Um dos aspectos mais marcantes da obra de Renoir é a maneira como ele trabalha a luz e a cor para dar vida às figuras. Em vez de depender de linhas rígidas para definir os contornos, o artista modela o corpo com variações de tonalidade, criando volume por meio da própria cor.
No período impressionista, suas pinceladas são rápidas e visíveis, registrando as mudanças da luz ao ar livre. Renoir pintava muitas vezes fora do ateliê, buscando captar a atmosfera do momento e as nuances do ambiente ao redor.

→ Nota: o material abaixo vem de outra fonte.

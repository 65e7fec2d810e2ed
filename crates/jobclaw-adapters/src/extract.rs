//! Ordered fallback chains over loosely-typed upstream JSON.
//!
//! Each adapter lists, per logical field, the JSON paths to try in order.
//! The first path that resolves to a usable value wins.

use chrono::{DateTime, Utc};
use serde_json::Value as JsonValue;

pub const UNKNOWN: &str = "Unknown";
pub const REMOTE: &str = "Remote";

pub fn at<'a>(value: &'a JsonValue, path: &[&str]) -> Option<&'a JsonValue> {
    let mut cur = value;
    for segment in path {
        cur = cur.get(*segment)?;
    }
    Some(cur)
}

/// First non-blank string found along `paths`.
pub fn first_str(value: &JsonValue, paths: &[&[&str]]) -> Option<String> {
    paths.iter().find_map(|path| {
        at(value, path)
            .and_then(JsonValue::as_str)
            .map(str::trim)
            .filter(|s| !s.is_empty())
            .map(ToString::to_string)
    })
}

/// Like [`first_str`] but also accepts numeric ids.
pub fn first_id(value: &JsonValue, paths: &[&[&str]]) -> Option<String> {
    paths.iter().find_map(|path| match at(value, path)? {
        JsonValue::String(s) if !s.trim().is_empty() => Some(s.trim().to_string()),
        JsonValue::Number(n) => Some(n.to_string()),
        _ => None,
    })
}

/// A string, or a list of strings joined with ", " (at most `limit` items).
pub fn str_or_list(value: Option<&JsonValue>, limit: usize) -> Option<String> {
    match value? {
        JsonValue::String(s) if !s.trim().is_empty() => Some(s.trim().to_string()),
        JsonValue::Array(items) => {
            let parts = items
                .iter()
                .filter_map(|v| match v {
                    JsonValue::String(s) => Some(s.trim().to_string()),
                    JsonValue::Object(_) => first_str(v, &[&["name"]]),
                    _ => None,
                })
                .filter(|s| !s.is_empty())
                .take(limit)
                .collect::<Vec<_>>();
            if parts.is_empty() {
                None
            } else {
                Some(parts.join(", "))
            }
        }
        _ => None,
    }
}

/// Joins the non-blank string values at `keys` of an object.
pub fn join_parts(value: Option<&JsonValue>, keys: &[&str]) -> Option<String> {
    let obj = value?;
    let parts = keys
        .iter()
        .filter_map(|k| first_str(obj, &[&[*k]]))
        .collect::<Vec<_>>();
    if parts.is_empty() {
        None
    } else {
        Some(parts.join(", "))
    }
}

/// Unix seconds or milliseconds (disambiguated by magnitude) as RFC 3339.
pub fn unix_to_rfc3339(ts: f64) -> Option<String> {
    if !ts.is_finite() || ts <= 0.0 {
        return None;
    }
    let secs = if ts > 1e12 { ts / 1000.0 } else { ts };
    DateTime::<Utc>::from_timestamp(secs as i64, 0).map(|dt| dt.to_rfc3339())
}

/// Dates that arrive either as strings or as numeric timestamps.
pub fn date_value(value: Option<&JsonValue>) -> String {
    match value {
        Some(JsonValue::String(s)) => s.trim().to_string(),
        Some(JsonValue::Number(n)) => n.as_f64().and_then(unix_to_rfc3339).unwrap_or_default(),
        _ => String::new(),
    }
}

/// The list under the first matching key, or the value itself when it is a list.
pub fn list_under<'a>(value: &'a JsonValue, keys: &[&str]) -> Option<&'a Vec<JsonValue>> {
    if let Some(items) = value.as_array() {
        return Some(items);
    }
    keys.iter().find_map(|k| value.get(*k).and_then(JsonValue::as_array))
}
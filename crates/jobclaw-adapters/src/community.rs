//! GitHub repositories that track new-grad and internship openings.

use async_trait::async_trait;
use jobclaw_core::NormalizedJob;
use jobclaw_storage::HttpFetcher;
use serde_json::Value as JsonValue;

use crate::extract::{date_value, first_id, first_str, str_or_list, UNKNOWN};
use crate::markdown::parse_markdown_table;
use crate::{parse_json_body, shape_mismatch, AdapterError, SourceAdapter};

const MAX_LOCATIONS: usize = 3;

#[derive(Debug, Clone, PartialEq, Eq)]
pub struct RepoRef {
    pub owner: &'static str,
    pub repo: &'static str,
    pub branch: &'static str,
    pub path: &'static str,
}

impl RepoRef {
    pub fn raw_url(&self) -> String {
        format!(
            "https://raw.githubusercontent.com/{}/{}/{}/{}",
            self.owner, self.repo, self.branch, self.path
        )
    }
}

/// A SimplifyJobs repository's `listings.json` backend.
#[derive(Debug, Clone, PartialEq, Eq)]
pub struct SimplifyRepoAdapter {
    repo: RepoRef,
    source_id: String,
}

impl SimplifyRepoAdapter {
    pub fn new(repo: RepoRef, label: &str) -> Self {
        Self {
            repo,
            source_id: format!("github-{label}"),
        }
    }

    pub fn parse(&self, body: &[u8]) -> Vec<NormalizedJob> {
        let Some(value) = parse_json_body(body, &self.source_id) else {
            return Vec::new();
        };
        let Some(items) = value.as_array() else {
            return shape_mismatch(&self.source_id, "expected a list of listings");
        };
        items
            .iter()
            .filter(|j| j.is_object())
            .filter(|j| j.get("is_visible").and_then(JsonValue::as_bool) != Some(false))
            .filter(|j| j.get("active").and_then(JsonValue::as_bool) != Some(false))
            .map(|j| {
                let title = first_str(j, &[&["title"]]).unwrap_or_default();
                let company =
                    first_str(j, &[&["company_name"]]).unwrap_or_else(|| UNKNOWN.to_string());
                let id = first_id(j, &[&["id"]]);
                let url = first_str(j, &[&["url"]])
                    .or_else(|| id.as_ref().map(|id| format!("https://simplify.jobs/p/{id}")))
                    .unwrap_or_default();
                let external_id = id.unwrap_or_else(|| format!("{company}-{title}"));
                NormalizedJob::new(
                    self.source_id.as_str(),
                    title,
                    company,
                    str_or_list(j.get("locations"), MAX_LOCATIONS)
                        .unwrap_or_else(|| UNKNOWN.to_string()),
                )
                .with_url(url)
                .with_date_posted(date_value(j.get("date_posted")))
                .with_external_id(external_id)
            })
            .collect()
    }
}

#[async_trait]
impl SourceAdapter for SimplifyRepoAdapter {
    fn source_id(&self) -> &str {
        &self.source_id
    }

    fn describe(&self) -> String {
        format!("GitHub {}/{}", self.repo.owner, self.repo.repo)
    }

    async fn fetch(&self, http: &HttpFetcher) -> Result<Vec<NormalizedJob>, AdapterError> {
        let resp = http.get(&self.repo.raw_url(), &[]).await?;
        Ok(self.parse(&resp.body))
    }
}

/// A repository whose README carries the listings as a markdown table.
#[derive(Debug, Clone, PartialEq, Eq)]
pub struct MarkdownRepoAdapter {
    repo: RepoRef,
    source_id: String,
}

impl MarkdownRepoAdapter {
    pub fn new(repo: RepoRef, label: &str) -> Self {
        Self {
            repo,
            source_id: format!("github-{label}"),
        }
    }
}

#[async_trait]
impl SourceAdapter for MarkdownRepoAdapter {
    fn source_id(&self) -> &str {
        &self.source_id
    }

    fn describe(&self) -> String {
        format!("GitHub {}/{}", self.repo.owner, self.repo.repo)
    }

    async fn fetch(&self, http: &HttpFetcher) -> Result<Vec<NormalizedJob>, AdapterError> {
        let resp = http.get(&self.repo.raw_url(), &[]).await?;
        Ok(parse_markdown_table(&resp.text(), &self.source_id))
    }
}

pub fn simplify_repos() -> Vec<SimplifyRepoAdapter> {
    vec![
        SimplifyRepoAdapter::new(
            RepoRef {
                owner: "SimplifyJobs",
                repo: "New-Grad-Positions",
                branch: "dev",
                path: ".github/scripts/listings.json",
            },
            "new-grad",
        ),
        SimplifyRepoAdapter::new(
            RepoRef {
                owner: "SimplifyJobs",
                repo: "Summer2026-Internships",
                branch: "dev",
                path: ".github/scripts/listings.json",
            },
            "internship",
        ),
    ]
}

pub fn markdown_repos() -> Vec<MarkdownRepoAdapter> {
    vec![
        MarkdownRepoAdapter::new(
            RepoRef {
                owner: "speedyapply",
                repo: "2026-AI-College-Jobs",
                branch: "main",
                path: "README.md",
            },
            "ai-newgrad",
        ),
        MarkdownRepoAdapter::new(
            RepoRef {
                owner: "zapplyjobs",
                repo: "New-Grad-Software-Engineering-Jobs-2026",
                branch: "main",
                path: "README.md",
            },
            "swe-newgrad",
        ),
    ]
}

#[cfg(test)]
mod tests {
    use super::*;

    #[test]
    fn simplify_skips_hidden_and_inactive_listings() {
        let adapter = simplify_repos().remove(0);
        let body = br#"[
            {"id": "a1", "company_name": "Acme", "title": "Software Engineer I",
             "locations": ["NYC", "SF", "Austin, TX", "Remote"], "date_posted": 1760700000, "url": ""},
            {"id": "a2", "company_name": "Acme", "title": "Hidden", "is_visible": false},
            {"id": "a3", "company_name": "Acme", "title": "Closed", "active": false},
            {"company_name": "Beta", "title": "New Grad SWE", "locations": []}
        ]"#;
        let jobs = adapter.parse(body);
        assert_eq!(jobs.len(), 2);
        assert_eq!(jobs[0].source_id, "github-new-grad");
        assert_eq!(jobs[0].location, "NYC, SF, Austin, TX");
        assert_eq!(jobs[0].url, "https://simplify.jobs/p/a1");
        assert!(jobs[0].date_posted.starts_with("2025-10-17T"));
        assert_eq!(jobs[1].location, "Unknown");
        assert_eq!(jobs[1].external_id.as_deref(), Some("Beta-New Grad SWE"));
    }

    #[test]
    fn repo_urls_point_at_raw_content() {
        let repos = markdown_repos();
        assert_eq!(repos[0].source_id(), "github-ai-newgrad");
        assert_eq!(
            repos[1].repo.raw_url(),
            "https://raw.githubusercontent.com/zapplyjobs/New-Grad-Software-Engineering-Jobs-2026/main/README.md"
        );
    }
}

Após viajar para a Itália, em 1881, ele passa a estruturar melhor suas figuras. As composições tornam-se mais organizadas e as formas ganham maior solidez, mas sem perder a luminosidade característica de sua pintura. A partir daí, Renoir combina liberdade e construção formal com equilíbrio.
Nos anos finais, especialmente nas séries de banhistas, a pintura se torna mais envolvente. As cores são mais suaves, os contornos menos definidos e a pele parece se integrar ao fundo. Renoir utiliza camadas de tinta para criar profundidade e textura, dando às figuras uma presença quase tátil.
Mesmo enfrentando limitações físicas causadas pela artrite reumatoide, o artista continuou produzindo intensamente. Nesse período, também passou a trabalhar com escultura, ampliando sua pesquisa sobre o corpo humano e explorando como traduzir em volume aquilo que antes construía com pinceladas.